Q: I am 67 years old and not working. I joined KiwiSaver and will have been in five years at the end of this month. This means that at the end of this month I will cease to receive the government tax credit on my monthly contributions. If I made a lump sum contribution of say $1000 to KiwiSaver before the end of the month, would I receive the full government tax credit at the end of the tax year? I pay tax at the moment on some investments, rental property and a small kiwifruit orchard.
The KiwiSaver member tax credit (MTC) is calculated annually on a pro-rata basis for the period July 1 to June 30.
You will only be eligible to receive a member tax credit from July 1 2012 until your exact eligibility date at the end of this month.
This works out to an MTC of around $40 per month provided that you are contributing double that amount.
If you contribute $1000 before you are eligible, you may only receive around $120 in member tax credits due to only being eligible for three months of the year.

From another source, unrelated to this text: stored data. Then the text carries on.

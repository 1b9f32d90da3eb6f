// Copyright 2026 BadCompany
//
// Licensed under the Apache License, Version 2.0 (the "License");
// you may not use this file except in compliance with the License.
// You may obtain a copy of the License at
//
//     http://www.apache.org/licenses/LICENSE-2.0
//
// Unless required by applicable law or agreed to in writing, software
// distributed under the License is distributed on an "AS IS" BASIS,
// WITHOUT WARRANTIES OR CONDITIONS OF ANY KIND, either express or implied.
// See the License for the specific language governing permissions and
// limitations under the License.

//! Result sanitizer.
//!
//! Sits between raw model JSON and the rest of the application. Structural
//! problems (no object, no usable primary category) are fatal and returned as
//! [`SanitizeError`]. Every policy violation is repaired in place and explained
//! by a [`SanitizeWarning`], so callers always get a usable classification.

use crate::engine::matchers::{classify_host_breadth, niche_evidence};
use crate::engine_core::constants::{confidence, fallback, limits};
use crate::engine_core::errors::SanitizeError;
use crate::engine_core::models::{OriginalCategories, SanitizedClassification};
use crate::engine_core::taxonomy::TaxonomyRegistry;
use crate::engine_core::types::Category;
use serde::Serialize;
use serde_json::{Map, Value};
use std::collections::HashSet;
use std::fmt;
use tracing::{debug, warn};

/// How much a warning should lower trust in the result
#[derive(Debug, Clone, Copy, PartialEq, Eq, PartialOrd, Ord, Serialize)]
#[serde(rename_all = "lowercase")]
pub enum Severity {
    Info,
    Warning,
    Critical,
}

impl fmt::Display for Severity {
    fn fmt(&self, f: &mut fmt::Formatter<'_>) -> fmt::Result {
        let label = match self {
            Severity::Info => "info",
            Severity::Warning => "warning",
            Severity::Critical => "critical",
        };
        f.write_str(label)
    }
}

/// A repair (or note) recorded while sanitizing
#[derive(Debug, Clone, PartialEq)]
#[non_exhaustive]
pub enum SanitizeWarning {
    /// Broad tool classified niche as primary; replaced
    BroadToolNichePrimary {
        host: String,
        pattern: &'static str,
        replacement: Category,
    },
    /// Broad tool classified niche as secondary; removed
    BroadToolNicheSecondary { host: String, pattern: &'static str },
    /// Niche primary without enough sector keywords; demoted
    NicheWithoutEvidence { found: usize, replacement: Category },
    /// Niche primary accepted
    NicheConfirmed { keywords: Vec<&'static str> },
    ForbiddenTagsRemoved(Vec<String>),
    UnlistedTagsRemoved(Vec<String>),
    TagCapExceeded { original: usize },
    NoFunctionalTags,
    ConfidenceClamped { original: f64 },
}

impl SanitizeWarning {
    pub fn severity(&self) -> Severity {
        match self {
            SanitizeWarning::NicheConfirmed { .. } => Severity::Info,
            SanitizeWarning::NoFunctionalTags => Severity::Critical,
            _ => Severity::Warning,
        }
    }
}

fn quoted(tags: &[String]) -> String {
    tags.iter()
        .map(|t| format!("\"{}\"", t))
        .collect::<Vec<_>>()
        .join(", ")
}

impl fmt::Display for SanitizeWarning {
    fn fmt(&self, f: &mut fmt::Formatter<'_>) -> fmt::Result {
        match self {
            SanitizeWarning::BroadToolNichePrimary {
                host,
                pattern,
                replacement,
            } => write!(
                f,
                "Known broad tool ({} on {}) cannot be {}; primary category replaced with {}",
                pattern,
                host,
                Category::EspecificasENicho,
                replacement
            ),
            SanitizeWarning::BroadToolNicheSecondary { host, pattern } => write!(
                f,
                "Known broad tool ({} on {}): secondary category {} removed",
                pattern,
                host,
                Category::EspecificasENicho
            ),
            SanitizeWarning::NicheWithoutEvidence { found, replacement } => write!(
                f,
                "{} without sector evidence ({} keyword(s) found, {} required); primary category replaced with {}",
                Category::EspecificasENicho,
                found,
                limits::NICHE_EVIDENCE_THRESHOLD,
                replacement
            ),
            SanitizeWarning::NicheConfirmed { keywords } => {
                write!(f, "Niche confirmed by sector keywords: {}", keywords.join(", "))
            }
            SanitizeWarning::ForbiddenTagsRemoved(tags) => {
                write!(f, "Forbidden tags removed: {}", quoted(tags))
            }
            SanitizeWarning::UnlistedTagsRemoved(tags) => {
                write!(f, "Tags outside the whitelist removed: {}", quoted(tags))
            }
            SanitizeWarning::TagCapExceeded { original } => write!(
                f,
                "{} functional tags after filtering; kept the first {}",
                original,
                limits::MAX_FUNCTIONAL_TAGS
            ),
            SanitizeWarning::NoFunctionalTags => {
                write!(f, "No functional tags left after sanitization")
            }
            SanitizeWarning::ConfidenceClamped { original } => {
                write!(f, "Confidence {} outside [0, 1] was clamped", original)
            }
        }
    }
}

/// A corrected value together with the ordered list of repairs that produced it
#[derive(Debug, Clone, PartialEq)]
pub struct Repaired<T> {
    pub value: T,
    pub warnings: Vec<SanitizeWarning>,
}

impl<T> Repaired<T> {
    /// True when anything above informational level was recorded
    pub fn was_repaired(&self) -> bool {
        self.warnings.iter().any(|w| w.severity() > Severity::Info)
    }

    pub fn into_inner(self) -> T {
        self.value
    }
}

/// Stateless sanitizer bound to one taxonomy version
#[derive(Debug, Clone, Copy)]
pub struct ResultSanitizer<'a> {
    registry: &'a TaxonomyRegistry,
}

fn json_type(value: &Value) -> &'static str {
    match value {
        Value::Null => "null",
        Value::Bool(_) => "boolean",
        Value::Number(_) => "number",
        Value::String(_) => "string",
        Value::Array(_) => "array",
        Value::Object(_) => "object",
    }
}

fn record(warnings: &mut Vec<SanitizeWarning>, warning: SanitizeWarning) {
    match warning.severity() {
        Severity::Info => debug!(note = %warning, "Sanitizer note"),
        _ => warn!(warning = %warning, "Sanitizer repair"),
    }
    warnings.push(warning);
}

fn string_field<'v>(obj: &'v Map<String, Value>, key: &str) -> Option<&'v str> {
    obj.get(key).and_then(Value::as_str)
}

fn array_field<'v>(obj: &'v Map<String, Value>, key: &str) -> Option<&'v Vec<Value>> {
    obj.get(key).and_then(Value::as_array)
}

fn dedup_preserving_order(items: Vec<String>) -> Vec<String> {
    let mut seen = HashSet::new();
    items
        .into_iter()
        .filter(|item| seen.insert(item.clone()))
        .collect()
}

impl<'a> ResultSanitizer<'a> {
    pub fn new(registry: &'a TaxonomyRegistry) -> Self {
        Self { registry }
    }

    pub fn registry(&self) -> &'a TaxonomyRegistry {
        self.registry
    }

    /// Repair one untrusted candidate.
    ///
    /// Deterministic in (candidate, url, description, registry version).
    pub fn sanitize(
        &self,
        candidate: &Value,
        url: &str,
        description: &str,
    ) -> Result<Repaired<SanitizedClassification>, SanitizeError> {
        debug!(url = %url, candidate = %candidate, "Sanitizer input");

        // 1. Structure
        let obj = candidate.as_object().ok_or_else(|| {
            SanitizeError::MalformedResult(format!(
                "expected a JSON object, got {}",
                json_type(candidate)
            ))
        })?;

        let primary_label = string_field(obj, "categoria_principal")
            .filter(|s| !s.is_empty())
            .ok_or_else(|| {
                SanitizeError::MalformedResult(
                    "categoria_principal missing or not a non-empty string".to_string(),
                )
            })?;

        // 2. Categories
        if !self.registry.is_valid_category(primary_label) {
            return Err(SanitizeError::InvalidCategory(primary_label.to_string()));
        }
        let mut primary: Category = primary_label
            .parse()
            .map_err(|_| SanitizeError::InvalidCategory(primary_label.to_string()))?;

        let mut secondary: Option<Category> = string_field(obj, "categoria_secundaria")
            .and_then(|s| s.parse::<Category>().ok())
            .filter(|c| *c != primary);

        let original = OriginalCategories {
            principal: primary,
            secundaria: secondary,
        };

        let mut warnings = Vec::new();

        // 3. Broad tools are never niche
        let breadth = classify_host_breadth(url)?;
        if let (true, Some(pattern)) = (breadth.is_broad, breadth.matched_pattern) {
            if primary.is_niche() {
                let replacement = secondary.unwrap_or(fallback::BROAD_TOOL_CATEGORY);
                record(
                    &mut warnings,
                    SanitizeWarning::BroadToolNichePrimary {
                        host: breadth.host.clone(),
                        pattern,
                        replacement,
                    },
                );
                primary = replacement;
                secondary = None;
            } else if secondary.is_some_and(|c| c.is_niche()) {
                record(
                    &mut warnings,
                    SanitizeWarning::BroadToolNicheSecondary {
                        host: breadth.host.clone(),
                        pattern,
                    },
                );
                secondary = None;
            }
        }

        // 4. Niche needs sector evidence
        if primary.is_niche() {
            let evidence = niche_evidence(description, url);
            if evidence.is_sufficient() {
                record(
                    &mut warnings,
                    SanitizeWarning::NicheConfirmed {
                        keywords: evidence.matched,
                    },
                );
            } else {
                let replacement = secondary.unwrap_or(fallback::NICHE_CATEGORY);
                record(
                    &mut warnings,
                    SanitizeWarning::NicheWithoutEvidence {
                        found: evidence.count,
                        replacement,
                    },
                );
                primary = replacement;
                secondary = None;
            }
        }

        // 5-6. Collect and filter functional tags
        let raw_tags = array_field(obj, "tags_funcionais")
            .or_else(|| array_field(obj, "tags"))
            .map(Vec::as_slice)
            .unwrap_or_default();

        let mut kept = Vec::new();
        let mut forbidden = Vec::new();
        let mut unlisted = Vec::new();
        for tag in raw_tags.iter().filter_map(Value::as_str) {
            if self.registry.is_blacklisted_tag(tag) {
                forbidden.push(tag.to_string());
            } else if !self.registry.is_whitelisted_tag(tag) {
                unlisted.push(tag.to_string());
            } else {
                kept.push(tag.to_string());
            }
        }
        if !forbidden.is_empty() {
            record(&mut warnings, SanitizeWarning::ForbiddenTagsRemoved(forbidden));
        }
        if !unlisted.is_empty() {
            record(&mut warnings, SanitizeWarning::UnlistedTagsRemoved(unlisted));
        }

        // 7-8. Dedup, then cap
        let mut tags = dedup_preserving_order(kept);
        if tags.len() > limits::MAX_FUNCTIONAL_TAGS {
            record(
                &mut warnings,
                SanitizeWarning::TagCapExceeded {
                    original: tags.len(),
                },
            );
            tags.truncate(limits::MAX_FUNCTIONAL_TAGS);
        }

        // 9. Empty result is a signal, not an error
        if tags.is_empty() {
            record(&mut warnings, SanitizeWarning::NoFunctionalTags);
        }

        // 10. Use-case tags are free text
        let use_cases = array_field(obj, "tags_caso_uso")
            .map(|items| {
                dedup_preserving_order(
                    items
                        .iter()
                        .filter_map(Value::as_str)
                        .map(str::to_string)
                        .collect(),
                )
            })
            .unwrap_or_default();

        // 11. Confidence and metadata
        let confianca = match obj.get("confianca").and_then(Value::as_f64) {
            Some(own) if (0.0..=1.0).contains(&own) => own,
            Some(own) => {
                record(
                    &mut warnings,
                    SanitizeWarning::ConfidenceClamped { original: own },
                );
                own.clamp(0.0, 1.0)
            }
            None if warnings.iter().any(|w| w.severity() > Severity::Info) => {
                confidence::REPAIRED
            }
            None => confidence::CLEAN,
        };

        let descricao = string_field(obj, "descricao")
            .or_else(|| string_field(obj, "description"))
            .unwrap_or_default()
            .to_string();

        let value = SanitizedClassification {
            categoria_principal: primary,
            categoria_secundaria: secondary,
            tags_funcionais: tags,
            tags_caso_uso: use_cases,
            descricao,
            confianca,
            reasoning: string_field(obj, "reasoning").map(str::to_string),
            debug_firewall_aplicado: true,
            debug_host: breadth.host,
            debug_categoria_original: original,
            debug_warnings: warnings.iter().map(ToString::to_string).collect(),
        };

        debug!(
            url = %url,
            primary = %value.categoria_principal,
            tags = value.tags_funcionais.len(),
            warnings = warnings.len(),
            confidence = value.confianca,
            "Sanitizer output"
        );

        Ok(Repaired { value, warnings })
    }
}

The timing of this MTC claim will depend on what you do with your KiwiSaver once you become eligible.
If you withdraw all of your KiwiSaver before June 30 2013, a final MTC claim will be processed and included in the balance you receive. Alternatively, if you only make partial withdrawal and still have a KiwiSaver balance at June 30 2013, an MTC claim will be processed as usual and paid to your KiwiSaver account.
Anthony Quirk, Milford Asset Management managing director.
Q: One thing to consider regarding KiwiSaver is that it is a very risky investment for small business owners.
This is because it seems a KiwiSaver account is not protected in the event of bankruptcy.
Thus, if you are a small business owner, and like most of us and have personally signed for various loans, be warned: if the global economy blows up and takes you with it, you can be left without your years of saving.
Of course if you had simply put the money towards your house mortgage tucked away in a trust (and gifted it every year) you would be far better off.
I think a lot of KiwiSaver investors may miss this point.
These are complex issues and difficult to cover in general terms, when considering such things you should always seek personalised professional advice.
But here's our understanding of the issues around KiwiSaver and bankruptcy: If you are declared bankrupt, all of your property "vests" in the Official Assignee - this means they have the right to do anything you could do with that property.
That includes your KiwiSaver account.
So they can apply to the trustee of your KiwiSaver scheme for a withdrawal under significant financial hardship or, if you are eligible for a full withdrawal, apply to have that amount paid to them.
This rule applies to all property of the bankrupt under section 101 of the Insolvency Act 2006; it's not specific to KiwiSaver.
This enables the Official Assignee to assist the bankrupt to repay their creditors.
When you are a business owner, decisions like whether to put your money into KiwiSaver or into your mortgage are not straightforward and should be discussed with an authorised financial adviser (AFA) who can review your individual circumstances.
Decisions around the establishment of trusts should always be discussed with a lawyer.
Joe Bishop, Kiwibank head of wealth products.
Q: Are you aware of any websites that provide a comparison of the performance of all KiwiSaver providers' investment portfolios?
This would be a useful tool to better enable decision-making regarding switching providers but I haven't been able to find a website that shows all the providers and the returns on their various portfolios.
Morningstar.co.nz is a good source of information.
Morningstar is an independent research house and its website provides a comparison of the performance returns for most scheme providers.
There is not one place you can go to see all KiwiSaver scheme providers compared on the same basis.
The good news is that regulations are expected to come into effect in April next year that will require all providers to meet disclosure and reporting standards on a similar basis.
We expect that the "total expense ratio" that we use for showing all fees and costs will become the norm across the industry as part of these standards.
The sorted website is also a useful tool for comparing the various features of each scheme.
Scheme providers should be judged on the consistency of their investment returns as measured against agreed benchmarks and their peers. However, investment returns are only one of the important factors for consideration in determining your preferred scheme provider.
David Boyle, ANZ Wealth general manager of funds management.
Disclaimer: Information provided is stated accurately to the best of the adviser's knowledge at the time of publication. It is general in nature and should not be construed, or relied on, as a recommendation to invest in a particular financial product or class of financial product. Readers should seek independent financial advice specific to their situation before making an investment decision.